• Instructions for the task
Please quote exactly the opening lines of the data, from the first line to the one where "pub struct CachedSchemaRegistryClient" appears.

• Stored items

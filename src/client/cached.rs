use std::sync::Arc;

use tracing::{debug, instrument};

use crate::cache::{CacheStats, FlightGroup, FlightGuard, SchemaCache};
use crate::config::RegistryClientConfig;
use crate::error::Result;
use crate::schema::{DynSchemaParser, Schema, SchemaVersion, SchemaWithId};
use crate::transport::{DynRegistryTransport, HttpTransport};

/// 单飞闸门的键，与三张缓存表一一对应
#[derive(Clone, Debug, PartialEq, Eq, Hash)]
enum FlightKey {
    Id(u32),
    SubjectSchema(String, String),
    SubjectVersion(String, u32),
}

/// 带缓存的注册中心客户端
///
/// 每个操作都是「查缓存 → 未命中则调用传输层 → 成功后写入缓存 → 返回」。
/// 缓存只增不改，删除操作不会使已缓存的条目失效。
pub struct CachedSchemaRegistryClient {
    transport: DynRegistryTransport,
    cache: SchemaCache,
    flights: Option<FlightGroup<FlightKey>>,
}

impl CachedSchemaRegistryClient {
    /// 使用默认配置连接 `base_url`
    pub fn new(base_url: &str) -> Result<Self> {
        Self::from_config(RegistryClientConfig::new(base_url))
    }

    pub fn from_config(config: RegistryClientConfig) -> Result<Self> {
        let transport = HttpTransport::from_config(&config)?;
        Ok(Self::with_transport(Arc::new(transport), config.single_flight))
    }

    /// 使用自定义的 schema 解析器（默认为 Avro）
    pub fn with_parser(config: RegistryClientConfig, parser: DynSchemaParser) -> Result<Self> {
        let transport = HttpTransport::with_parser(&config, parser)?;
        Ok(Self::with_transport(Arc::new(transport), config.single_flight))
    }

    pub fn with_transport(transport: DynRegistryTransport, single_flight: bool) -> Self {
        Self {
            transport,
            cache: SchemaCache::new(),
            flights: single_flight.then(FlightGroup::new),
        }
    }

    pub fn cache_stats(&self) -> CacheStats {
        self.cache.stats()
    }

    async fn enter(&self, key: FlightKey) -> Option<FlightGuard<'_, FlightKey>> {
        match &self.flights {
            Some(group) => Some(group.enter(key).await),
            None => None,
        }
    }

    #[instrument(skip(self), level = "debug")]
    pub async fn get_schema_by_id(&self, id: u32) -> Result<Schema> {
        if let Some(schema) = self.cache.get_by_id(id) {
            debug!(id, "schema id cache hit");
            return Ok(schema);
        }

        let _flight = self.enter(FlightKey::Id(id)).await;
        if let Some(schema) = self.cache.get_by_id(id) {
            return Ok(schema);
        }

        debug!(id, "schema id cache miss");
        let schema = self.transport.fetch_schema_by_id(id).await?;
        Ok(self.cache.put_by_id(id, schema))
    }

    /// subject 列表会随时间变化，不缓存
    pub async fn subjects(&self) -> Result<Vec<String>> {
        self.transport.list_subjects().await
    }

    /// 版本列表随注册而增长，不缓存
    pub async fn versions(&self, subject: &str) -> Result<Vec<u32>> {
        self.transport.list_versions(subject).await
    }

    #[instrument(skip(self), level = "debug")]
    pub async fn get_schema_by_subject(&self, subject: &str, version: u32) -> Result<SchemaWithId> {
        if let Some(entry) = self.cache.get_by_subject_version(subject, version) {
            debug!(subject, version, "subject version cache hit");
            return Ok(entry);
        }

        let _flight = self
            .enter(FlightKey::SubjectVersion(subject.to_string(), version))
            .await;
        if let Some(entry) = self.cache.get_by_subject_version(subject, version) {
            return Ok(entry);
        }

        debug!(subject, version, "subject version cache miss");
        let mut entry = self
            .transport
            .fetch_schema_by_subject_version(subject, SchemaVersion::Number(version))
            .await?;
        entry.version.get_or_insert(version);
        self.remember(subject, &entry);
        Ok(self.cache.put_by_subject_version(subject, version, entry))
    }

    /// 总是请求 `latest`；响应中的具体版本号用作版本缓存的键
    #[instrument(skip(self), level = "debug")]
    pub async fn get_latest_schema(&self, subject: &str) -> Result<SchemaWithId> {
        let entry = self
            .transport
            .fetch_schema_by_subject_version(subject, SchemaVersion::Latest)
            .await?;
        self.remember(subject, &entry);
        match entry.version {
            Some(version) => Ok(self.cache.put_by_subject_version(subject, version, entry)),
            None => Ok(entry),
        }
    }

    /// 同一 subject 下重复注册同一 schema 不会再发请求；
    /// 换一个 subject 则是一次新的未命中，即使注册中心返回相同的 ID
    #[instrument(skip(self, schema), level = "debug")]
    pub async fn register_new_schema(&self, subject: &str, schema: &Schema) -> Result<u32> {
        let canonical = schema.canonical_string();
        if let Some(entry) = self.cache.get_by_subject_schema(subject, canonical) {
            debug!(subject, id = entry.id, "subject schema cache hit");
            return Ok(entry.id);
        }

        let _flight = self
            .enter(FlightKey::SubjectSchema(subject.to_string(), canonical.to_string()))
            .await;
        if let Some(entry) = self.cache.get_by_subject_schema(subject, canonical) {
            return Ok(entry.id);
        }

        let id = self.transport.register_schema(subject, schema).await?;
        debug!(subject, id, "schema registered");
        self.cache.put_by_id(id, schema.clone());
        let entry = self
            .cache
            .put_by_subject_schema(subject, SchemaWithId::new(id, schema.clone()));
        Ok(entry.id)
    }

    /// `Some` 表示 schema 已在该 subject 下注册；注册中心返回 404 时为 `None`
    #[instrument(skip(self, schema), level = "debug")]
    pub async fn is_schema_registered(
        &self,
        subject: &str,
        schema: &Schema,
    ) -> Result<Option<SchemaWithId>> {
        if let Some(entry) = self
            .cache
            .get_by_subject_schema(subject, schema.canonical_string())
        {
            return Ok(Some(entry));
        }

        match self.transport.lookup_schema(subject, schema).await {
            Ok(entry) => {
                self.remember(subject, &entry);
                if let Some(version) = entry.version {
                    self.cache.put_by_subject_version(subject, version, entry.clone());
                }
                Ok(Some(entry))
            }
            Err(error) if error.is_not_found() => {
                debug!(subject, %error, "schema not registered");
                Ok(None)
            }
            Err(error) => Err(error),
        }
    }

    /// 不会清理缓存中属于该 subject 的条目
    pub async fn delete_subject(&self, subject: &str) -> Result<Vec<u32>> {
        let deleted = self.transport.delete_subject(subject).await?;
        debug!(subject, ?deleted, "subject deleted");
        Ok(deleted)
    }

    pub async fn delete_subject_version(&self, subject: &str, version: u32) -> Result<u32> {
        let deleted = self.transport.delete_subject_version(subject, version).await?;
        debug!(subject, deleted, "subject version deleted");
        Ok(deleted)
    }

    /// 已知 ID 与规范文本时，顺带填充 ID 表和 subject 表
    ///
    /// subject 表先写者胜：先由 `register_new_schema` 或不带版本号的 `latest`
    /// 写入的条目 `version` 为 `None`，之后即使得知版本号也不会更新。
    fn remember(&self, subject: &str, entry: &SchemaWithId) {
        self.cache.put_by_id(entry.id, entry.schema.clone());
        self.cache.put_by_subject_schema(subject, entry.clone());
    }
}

• The answer
filename src/client/cached.rs
use std::sync::Arc;

use tracing::{debug, instrument};

use crate::cache::{CacheStats, FlightGroup, FlightGuard, SchemaCache};
use crate::config::RegistryClientConfig;
use crate::error::Result;
use crate::schema::{DynSchemaParser, Schema, SchemaVersion, SchemaWithId};
use crate::transport::{DynRegistryTransport, HttpTransport};

/// 单飞闸门的键，与三张缓存表一一对应
#[derive(Clone, Debug, PartialEq, Eq, Hash)]
enum FlightKey {
    Id(u32),
    SubjectSchema(String, String),
    SubjectVersion(String, u32),
}

/// 带缓存的注册中心客户端
///
/// 每个操作都是「查缓存 → 未命中则调用传输层 → 成功后写入缓存 → 返回」。
/// 缓存只增不改，删除操作不会使已缓存的条目失效。
pub struct CachedSchemaRegistryClient {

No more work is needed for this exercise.